1. Hier ein paar Basisbegriffe
1.1. Dampfdruck:
Auch unterhalb des Siedpunktes geben Stoffe eine bestimmte Anzahl von Molekülen in die Gasphase ab. Benzin hat einen relativ großen Dampfdruck, weshalb es auch für die Verbrennungsmotoren genutzt wird. Der Dampfdruck erhöht sich bei höheren Temperaturen oder bei geringerem Umgebungsdruck.
1.2. Explosions- oder Zündgrenzen
Es gibt untere und obere Explosions- oder Zündgrenzen. Innerhalb dieses Bereiches liegt ein explosionsfähiges Gemisch vor.
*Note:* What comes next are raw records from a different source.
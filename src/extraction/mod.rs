pub mod numeric;
pub mod pipeline;
pub mod types;
use reqwest::StatusCode;

/// Fatal failures of a monitoring run. Every variant ends the process with exit code 1.
#[derive(Debug, thiserror::Error)]
pub enum MonitorError {
    #[error("Configuration error: {0}")]
    Config(String),

    #[error("Browser unavailable: {0}")]
    Browser(String),

    #[error("Failed to fetch {url}: {reason}")]
    Fetch { url: String, reason: String },

    #[error("Could not extract price from {url}")]
    Extraction { url: String },

    #[error("Webhook rejected notification: HTTP {status}: {body}")]
    Webhook { status: StatusCode, body: String },

    #[error("Webhook request failed: {0}")]
    Http(#[from] reqwest::Error),
}

impl MonitorError {
    pub fn config(msg: impl Into<String>) -> Self {
        MonitorError::Config(msg.into())
    }
}
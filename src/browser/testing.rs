//! Scripted page doubles for tests: snapshot DOM plus scripted navigation and injected failures.

use anyhow::{bail, Result};
use async_trait::async_trait;
use std::collections::{HashSet, VecDeque};
use std::sync::atomic::{AtomicBool, Ordering};
use std::sync::{Arc, Mutex};

use super::snapshot::SnapshotPage;
use super::{LoadCondition, NavigationOutcome, NodeId, PageLauncher, PageSession};

#[derive(Debug, Clone)]
pub enum NavStep {
    Ok(Option<u16>),
    Fail(&'static str),
    Hang,
}

pub struct ScriptedPage {
    dom: SnapshotPage,
    steps: VecDeque<NavStep>,
    failing: HashSet<&'static str>,
    navigations: Arc<Mutex<Vec<LoadCondition>>>,
    closed: Arc<AtomicBool>,
}

impl ScriptedPage {
    pub fn new(html: &str, steps: Vec<NavStep>) -> Self {
        Self {
            dom: SnapshotPage::new(html),
            steps: steps.into(),
            failing: HashSet::new(),
            navigations: Arc::default(),
            closed: Arc::default(),
        }
    }

    /// Make the named capability return an error on every call.
    pub fn failing(mut self, op: &'static str) -> Self {
        self.failing.insert(op);
        self
    }

    pub fn navigations(&self) -> Vec<LoadCondition> {
        self.navigations.lock().unwrap().clone()
    }

    fn check(&self, op: &'static str) -> Result<()> {
        if self.failing.contains(op) {
            bail!("{} failed (injected)", op);
        }
        Ok(())
    }
}

#[async_trait]
impl PageSession for ScriptedPage {
    async fn navigate(&mut self, url: &str, condition: LoadCondition) -> Result<NavigationOutcome> {
        self.navigations.lock().unwrap().push(condition);
        match self.steps.pop_front().unwrap_or(NavStep::Ok(Some(200))) {
            NavStep::Ok(status) => Ok(NavigationOutcome {
                final_url: url.to_string(),
                status,
            }),
            NavStep::Fail(reason) => bail!("{}", reason),
            NavStep::Hang => Ok(std::future::pending::<NavigationOutcome>().await),
        }
    }

    async fn wait_for_text(&self, text: &str) -> Result<NodeId> {
        self.check("wait_for_text")?;
        self.dom.wait_for_text(text).await
    }

    async fn parent(&self, node: NodeId) -> Result<Option<NodeId>> {
        self.check("parent")?;
        self.dom.parent(node).await
    }

    async fn closest(&self, node: NodeId, selector: &str) -> Result<Option<NodeId>> {
        self.check("closest")?;
        self.dom.closest(node, selector).await
    }

    async fn query_descendant(&self, node: NodeId, selector: &str) -> Result<Option<NodeId>> {
        self.check("query_descendant")?;
        self.dom.query_descendant(node, selector).await
    }

    async fn inner_text(&self, node: NodeId) -> Result<String> {
        self.check("inner_text")?;
        self.dom.inner_text(node).await
    }

    async fn body_text(&self) -> Result<String> {
        self.check("body_text")?;
        self.dom.body_text().await
    }

    async fn content(&self) -> Result<String> {
        self.check("content")?;
        self.dom.content().await
    }

    async fn close(self: Box<Self>) -> Result<()> {
        self.closed.store(true, Ordering::SeqCst);
        Ok(())
    }
}

/// Hands out one `ScriptedPage` per `open`, sharing its navigation log and closed flag.
pub struct ScriptedLauncher {
    html: String,
    steps: Vec<NavStep>,
    failing: Vec<&'static str>,
    pub navigations: Arc<Mutex<Vec<LoadCondition>>>,
    pub closed: Arc<AtomicBool>,
}

impl ScriptedLauncher {
    pub fn new(html: &str, steps: Vec<NavStep>) -> Self {
        Self {
            html: html.to_string(),
            steps,
            failing: Vec::new(),
            navigations: Arc::default(),
            closed: Arc::default(),
        }
    }

    pub fn failing(mut self, op: &'static str) -> Self {
        self.failing.push(op);
        self
    }

    pub fn was_closed(&self) -> bool {
        self.closed.load(Ordering::SeqCst)
    }
}

#[async_trait]
impl PageLauncher for ScriptedLauncher {
    async fn open(&self) -> Result<Box<dyn PageSession>> {
        let mut page = ScriptedPage::new(&self.html, self.steps.clone());
        for &op in &self.failing {
            page = page.failing(op);
        }
        page.navigations = Arc::clone(&self.navigations);
        page.closed = Arc::clone(&self.closed);
        Ok(Box::new(page))
    }
}
use regex::Regex;
use std::sync::OnceLock;

/// Optional sign, digits, optional fraction, optional exponent.
const NUMBER_PATTERN: &str = r"[-+]?\d+(?:\.\d+)?(?:[eE][-+]?\d+)?";

fn number_regex() -> &'static Regex {
    static RE: OnceLock<Regex> = OnceLock::new();
    RE.get_or_init(|| Regex::new(NUMBER_PATTERN).expect("number pattern is valid"))
}

/// Return the first decimal number in `text`, parsed with `.` as the decimal separator.
pub fn first_number(text: &str) -> Option<f64> {
    let token = number_regex().find(text)?;
    token
        .as_str()
        .parse::<f64>()
        .ok()
        .filter(|value| value.is_finite())
}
Es bedarf dann noch einer Zündquelle (z.B. ein Funken, glühendes Metallteil etc.), um die Explosion auszulösen.
2. Explosionsgrenzen von Benzin
Für das Benzin, respektive Bestandteilen davon, findet man Werte von ca. 1,5 Vol. % als untere Explosionsgrenze (UEG) und ca. 10% als obere Explosionsgrenze (OEG). Diese Werte variieren auch abhängig der Messmethoden. Liegt man unterhalb der UEG ist das Gemisch zu mager, oberhalb der OEG ist das Gemisch zu fett und es findet dann keine Explosion statt.
UEG und OEG sind auch abhängig von der Umgebungstemperatur und dem Druck.
Zwischen beiden Grenzen liegt die „stöchiometrische Mischungsmenge“, d.h. die optimale Verbrennung wird erreicht, für jedes Molekül aus dem Benzingemisch findet sich exakt die richtige Menge an Sauerstoff zum Verbrennen. Man spricht auch vom Lambdawert λ = 1
3. Schweißen am Tank – welche Risiken gibt es?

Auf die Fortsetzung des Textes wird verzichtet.